Required action: Every line below from the one containing "Hash, Serialize, Deserialize)]" through the one containing "pub fn needs_label(&self)" must be transcribed exactly. Omit all lines outside that stretch.

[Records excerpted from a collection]
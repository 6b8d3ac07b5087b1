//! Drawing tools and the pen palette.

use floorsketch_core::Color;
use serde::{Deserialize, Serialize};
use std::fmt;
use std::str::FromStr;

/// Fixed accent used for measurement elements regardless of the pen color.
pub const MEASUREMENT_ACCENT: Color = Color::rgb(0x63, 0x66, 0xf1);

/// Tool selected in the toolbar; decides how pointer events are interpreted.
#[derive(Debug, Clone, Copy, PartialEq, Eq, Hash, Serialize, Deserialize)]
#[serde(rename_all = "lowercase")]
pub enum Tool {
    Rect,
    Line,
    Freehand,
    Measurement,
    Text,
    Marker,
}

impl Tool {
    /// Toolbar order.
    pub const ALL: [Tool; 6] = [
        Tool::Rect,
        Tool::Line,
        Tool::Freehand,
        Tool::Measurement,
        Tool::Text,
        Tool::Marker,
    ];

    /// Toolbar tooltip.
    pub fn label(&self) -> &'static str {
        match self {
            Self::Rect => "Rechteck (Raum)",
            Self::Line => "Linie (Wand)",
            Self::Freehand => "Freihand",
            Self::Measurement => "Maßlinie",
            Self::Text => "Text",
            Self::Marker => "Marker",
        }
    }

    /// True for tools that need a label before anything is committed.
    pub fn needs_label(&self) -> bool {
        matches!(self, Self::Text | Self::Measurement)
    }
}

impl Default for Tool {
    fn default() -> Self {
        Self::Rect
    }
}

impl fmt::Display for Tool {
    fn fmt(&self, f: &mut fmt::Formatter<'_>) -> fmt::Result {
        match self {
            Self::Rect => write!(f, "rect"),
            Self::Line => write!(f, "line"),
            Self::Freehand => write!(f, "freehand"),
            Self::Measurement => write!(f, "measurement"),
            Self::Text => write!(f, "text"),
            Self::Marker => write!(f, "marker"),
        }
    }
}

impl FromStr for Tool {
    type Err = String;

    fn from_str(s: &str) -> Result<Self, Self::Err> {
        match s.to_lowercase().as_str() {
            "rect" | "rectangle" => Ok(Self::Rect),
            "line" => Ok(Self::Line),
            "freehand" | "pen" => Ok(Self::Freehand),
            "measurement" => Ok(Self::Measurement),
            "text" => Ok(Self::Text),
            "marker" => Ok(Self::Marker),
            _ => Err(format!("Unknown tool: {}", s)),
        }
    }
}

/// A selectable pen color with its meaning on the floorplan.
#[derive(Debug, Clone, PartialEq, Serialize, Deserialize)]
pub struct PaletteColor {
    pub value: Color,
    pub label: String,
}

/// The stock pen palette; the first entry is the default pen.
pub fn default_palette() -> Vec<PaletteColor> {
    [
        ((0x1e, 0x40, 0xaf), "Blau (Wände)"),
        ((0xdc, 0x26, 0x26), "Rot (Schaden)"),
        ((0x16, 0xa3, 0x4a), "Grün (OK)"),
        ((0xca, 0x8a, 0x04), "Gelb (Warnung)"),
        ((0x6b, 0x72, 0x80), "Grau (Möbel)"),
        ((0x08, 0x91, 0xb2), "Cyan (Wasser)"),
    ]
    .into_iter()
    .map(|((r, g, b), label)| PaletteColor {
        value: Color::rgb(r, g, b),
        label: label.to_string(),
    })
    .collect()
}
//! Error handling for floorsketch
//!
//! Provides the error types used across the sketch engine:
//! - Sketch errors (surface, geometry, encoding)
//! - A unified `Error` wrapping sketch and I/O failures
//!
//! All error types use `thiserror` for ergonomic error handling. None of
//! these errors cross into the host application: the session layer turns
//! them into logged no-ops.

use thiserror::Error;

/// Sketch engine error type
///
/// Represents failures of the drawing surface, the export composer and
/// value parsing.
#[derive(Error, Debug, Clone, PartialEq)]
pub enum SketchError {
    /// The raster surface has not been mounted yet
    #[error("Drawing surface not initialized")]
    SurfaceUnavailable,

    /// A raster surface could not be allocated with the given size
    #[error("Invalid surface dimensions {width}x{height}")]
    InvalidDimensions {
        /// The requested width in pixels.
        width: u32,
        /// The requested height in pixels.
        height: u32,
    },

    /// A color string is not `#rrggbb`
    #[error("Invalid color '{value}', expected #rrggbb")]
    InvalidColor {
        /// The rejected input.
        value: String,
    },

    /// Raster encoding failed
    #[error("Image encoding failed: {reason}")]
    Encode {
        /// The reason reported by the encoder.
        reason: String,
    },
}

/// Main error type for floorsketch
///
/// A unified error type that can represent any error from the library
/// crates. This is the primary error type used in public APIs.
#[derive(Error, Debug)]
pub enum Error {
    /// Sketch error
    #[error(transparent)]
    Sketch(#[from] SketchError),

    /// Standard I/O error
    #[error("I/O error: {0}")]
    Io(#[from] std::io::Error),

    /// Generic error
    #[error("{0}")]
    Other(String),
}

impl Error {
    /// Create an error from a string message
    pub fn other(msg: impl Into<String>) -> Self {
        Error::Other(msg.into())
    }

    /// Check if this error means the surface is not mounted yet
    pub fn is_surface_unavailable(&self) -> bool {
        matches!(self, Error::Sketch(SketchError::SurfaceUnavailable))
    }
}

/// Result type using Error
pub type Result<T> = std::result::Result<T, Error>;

Solved problem:
#[derive(Debug, Clone, Copy, PartialEq, Eq, Hash, Serialize, Deserialize)]
#[serde(rename_all = "lowercase")]
pub enum Tool {
    Rect,
    Line,
    Freehand,
    Measurement,
    Text,
    Marker,
}

impl Tool {
    /// Toolbar order.
    pub const ALL: [Tool; 6] = [
        Tool::Rect,
        Tool::Line,
        Tool::Freehand,
        Tool::Measurement,
        Tool::Text,
        Tool::Marker,
    ];

    /// Toolbar tooltip.
    pub fn label(&self) -> &'static str {
        match self {
            Self::Rect => "Rechteck (Raum)",
            Self::Line => "Linie (Wand)",
            Self::Freehand => "Freihand",
            Self::Measurement => "Maßlinie",
            Self::Text => "Text",
            Self::Marker => "Marker",
        }
    }

    /// True for tools that need a label before anything is committed.
    pub fn needs_label(&self) -> bool {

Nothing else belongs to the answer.